In 2008, when investing seemed like an exercise in futility to many investors, I explained an alternative approach. This approach has worked for me now for over five decades. I learned this method from the teachings of Ben Graham, and have successfully employed it my entire career. Here’s what I wrote:
Concentrate on Shares, Not Price…
The stocks and funds you own pay you dividends based on the number of shares you own, not on the price of those shares. Unless you are fortunate enough to be Gandalf redux, it is likely that the price of most of the shares you own in 2008 is down hard, to be kind. I sure know I’m in that boat. The number of shares I own, however, is not down. In fact, the dividends I will be paid in 2008 (despite Depression-era pricing) will be up. And if you have invested along with me, the number of shares you own and your flow of dividend cash will be up as well.

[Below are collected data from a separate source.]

impl PeerSession {
    pub fn new(chain: ChainHandle, outbound: UnboundedSender<Message>, settings: SyncSettings, key: Arc<NodeKey>) -> Self {
        Self { conn: PeerConnection::new(), chain, outbound, settings, key, ping_task: None }
    }

    fn send(&self, message: Message) -> Result<(), PeerError> {
        debug!("sending {}", message.name());
        self.outbound.send(message).map_err(|_| PeerError::Closed)
    }

    fn require_established(&self, kind: &str) -> Result<(), PeerError> {
        if self.conn.handshake_state != HandshakeState::Established {
            return Err(PeerError::Violation(format!("{kind} before the handshake is done")));
        }
        Ok(())
    }

    /// Opens the handshake with our challenge request.
    pub fn start(&mut self) -> Result<(), PeerError> {
        if self.conn.handshake_state != HandshakeState::Idle {
            return Err(PeerError::Violation("session already started".into()));
        }
        self.send(Message::ChallengeRequest(ChallengeRequest {
            version: PROTOCOL_VERSION,
            listener_port: self.settings.listener_port,
            node_type: NodeType::Client,
            address: self.settings.address,
            nonce: self.conn.nonce,
        }))?;
        self.conn.handshake_state = HandshakeState::ChallengeSent;
        Ok(())
    }

    pub async fn handle_message(&mut self, message: Message) -> Result<(), PeerError> {
        match message {
            Message::BlockRequest(request) => {
                self.require_established("BlockRequest")?;
                debug!("not serving blocks {}..{}", request.start_height, request.end_height);
            }
            Message::BlockResponse(response) => {
                self.require_established("BlockResponse")?;
                self.on_blocks(response.blocks).await?;
            }
            Message::ChallengeRequest(request) => self.on_challenge_request(request).await?,
            Message::ChallengeResponse(_) => {
                if self.conn.handshake_state != HandshakeState::ChallengeSent {
                    return Err(PeerError::Violation("incorrect handshake state for ChallengeResponse".into()));
                }
                self.conn.handshake_state = HandshakeState::AwaitingChallenge;
            }
            Message::Ping(ping) => {
                self.require_established("Ping")?;
                self.on_ping(ping).await?;
            }
            Message::Pong(pong) => {
                self.require_established("Pong")?;
                if pong.is_fork == Some(true) {
                    return Err(PeerError::ForkedLocally);
                }
            }
            Message::UnconfirmedTransaction(gossip) => {
                self.require_established("UnconfirmedTransaction")?;
                if let Err(e) = self.chain.process_unconfirmed_transaction(gossip.transaction).await {
                    warn!("failed to process unconfirmed transaction {}: {e}", gossip.transaction_id);
                }
            }
            Message::Disconnect(disconnect) => {
                info!("peer sent disconnect: {:?}", disconnect.reason);
            }
        }
        Ok(())
    }

    async fn on_challenge_request(&mut self, request: ChallengeRequest) -> Result<(), PeerError> {
        if self.conn.handshake_state != HandshakeState::AwaitingChallenge {
            return Err(PeerError::Violation("incorrect handshake state for ChallengeRequest".into()));
        }
        if request.version < MIN_PEER_VERSION {
            return Err(PeerError::Outdated(request.version));
        }
        let dev_mode = self.chain.dev_mode().await?;
        let response_nonce: u64 = rand::thread_rng().gen();
        let response = ChallengeResponse {
            genesis_header: Block::genesis(dev_mode).header,
            restrictions_id: restrictions_id(),
            public_key: self.key.public_key_bytes(),
            signature: self.key.sign_challenge(request.nonce, response_nonce),
            nonce: response_nonce,
        };
        self.conn.handshake_state = HandshakeState::Established;
        self.send(Message::ChallengeResponse(response))?;
        info!("🤝 handshake complete");
        self.send(ping_message(&self.chain).await?)?;
        self.start_ping_task();
        Ok(())
    }

    fn start_ping_task(&mut self) {
        let chain = self.chain.clone();
        let outbound = self.outbound.clone();
        let period = self.settings.ping_interval;
        self.ping_task = Some(tokio::spawn(async move {
            let mut ticker = tokio::time::interval_at(Instant::now() + period, period);
            loop {
                ticker.tick().await;
                match ping_message(&chain).await {
                    Ok(ping) => {
                        if outbound.send(ping).is_err() {
                            break;
                        }
                    }
                    Err(ChainError::Closed) => break,
                    Err(e) => debug!("skipping ping: {e}"),
                }
            }
        }));
    }

    async fn on_ping(&mut self, ping: Ping) -> Result<(), PeerError> {
        let is_fork = match ping.block_locators {
            None => None,
            Some(locators) => {
                validate_locators(&locators)?;
                let latest = self.chain.latest_height().await?.unwrap_or(0);
                let (height, remote_hash) = common_ancestor(&locators, latest)?;
                let local_hash = self.chain.block_hash(height).await?;
                if local_hash != Some(remote_hash) && !self.chain.dev_mode().await? {
                    self.conn.is_fork = true;
                    return Err(PeerError::Fork { height });
                }
                self.conn.block_locators = Some(locators);
                self.conn.is_fork = false;
                Some(false)
            }
        };
        self.send(Message::Pong(Pong { is_fork }))?;
        if !self.conn.is_syncing || self.conn.deadline_elapsed(Instant::now()) {
            self.sync().await?;
        }
        Ok(())
    }

    async fn on_blocks(&mut self, blocks: Vec<Block>) -> Result<(), PeerError> {
        for block in blocks {
            let height = block.height();
            if self.conn.pending_requests.remove(&height) {
                self.chain.process_block(block).await?;
            } else {
                debug!("dropping unrequested block {height}");
            }
        }
        if self.conn.pending_requests.is_empty() {
            self.conn.clear_requests();
            self.conn.is_fork = false;
        }
        self.sync().await
    }

    /// One sync step. Safe to call at any time.
    pub async fn sync(&mut self) -> Result<(), PeerError> {
        let now = Instant::now();
        if self.conn.deadline_elapsed(now) {
            warn!(
                "block request timed out with {} heights outstanding, retrying",
                self.conn.pending_requests.len()
            );
            self.conn.clear_requests();
        }
        let Some(peer_height) = self.conn.block_locators.as_ref().and_then(BlockLocators::latest_height) else {
            return Ok(());
        };
        self.conn.peer_block_height = peer_height;
        metrics::PEER_HEIGHT.set(peer_height as i64);

        if self.conn.is_syncing {
            let (Some(&first), Some(&last)) =
                (self.conn.pending_requests.first(), self.conn.pending_requests.last())
            else {
                self.conn.clear_requests();
                return Ok(());
            };
            let end = last.saturating_add(1).min(first.saturating_add(self.settings.retry_batch_size));
            self.conn.request_deadline = Some(now + self.settings.request_timeout);
            return self.send(Message::BlockRequest(BlockRequest { start_height: first, end_height: end }));
        }

        let latest = self.chain.latest_height().await?.unwrap_or(0);
        if latest >= peer_height {
            return Ok(());
        }
        // Heights come from the peer; u32::MAX itself is never requestable.
        let start = latest + 1;
        let end = peer_height.saturating_add(1).min(start.saturating_add(self.settings.batch_size));
        if end <= start {
            return Ok(());
        }
        info!("🔄 synchronizing blocks {start}..{end} (peer at {peer_height})");
        self.conn.is_syncing = true;
        self.conn.pending_requests.extend(start..end);
        self.conn.request_deadline = Some(now + self.settings.request_timeout);
        self.send(Message::BlockRequest(BlockRequest { start_height: start, end_height: end }))
    }
}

All Pay Interest—No Defaults
As for my fixed-income investments (advised for you monthly in these strategy reports), each (100%) continues to pay interest at just the level promised and on time. I own no defaulted issues, nor do you—if you have followed my advice to a T.
Invest for Dividends & Interest
I invest—as should you—to receive dividends and interest for compounding. I do not invest to sell my shares to someone else at a higher price, nor should you. If you invest to finance a comfortable retirement cash flow, your 100% concentration must be on dividends and interest, not on price action. My baseline advice for conservative, retired and soon-to-be retired baby boomers is 50% intermediate and short fixed income (investment-grade only), 45% dividend-paying blue-chip equities and/or funds, and 5% gold (NYSE-listed ETF GLD). I do not offer advice for non-conservative investors and those with a trading or speculative mentality.
Today investors around the world are again facing a struggle to preserve their lifelong accumulated wealth. A dividend-centric portfolio focused on income is still my preferred strategy for conservative, retired, or soon-to-be-retired investors.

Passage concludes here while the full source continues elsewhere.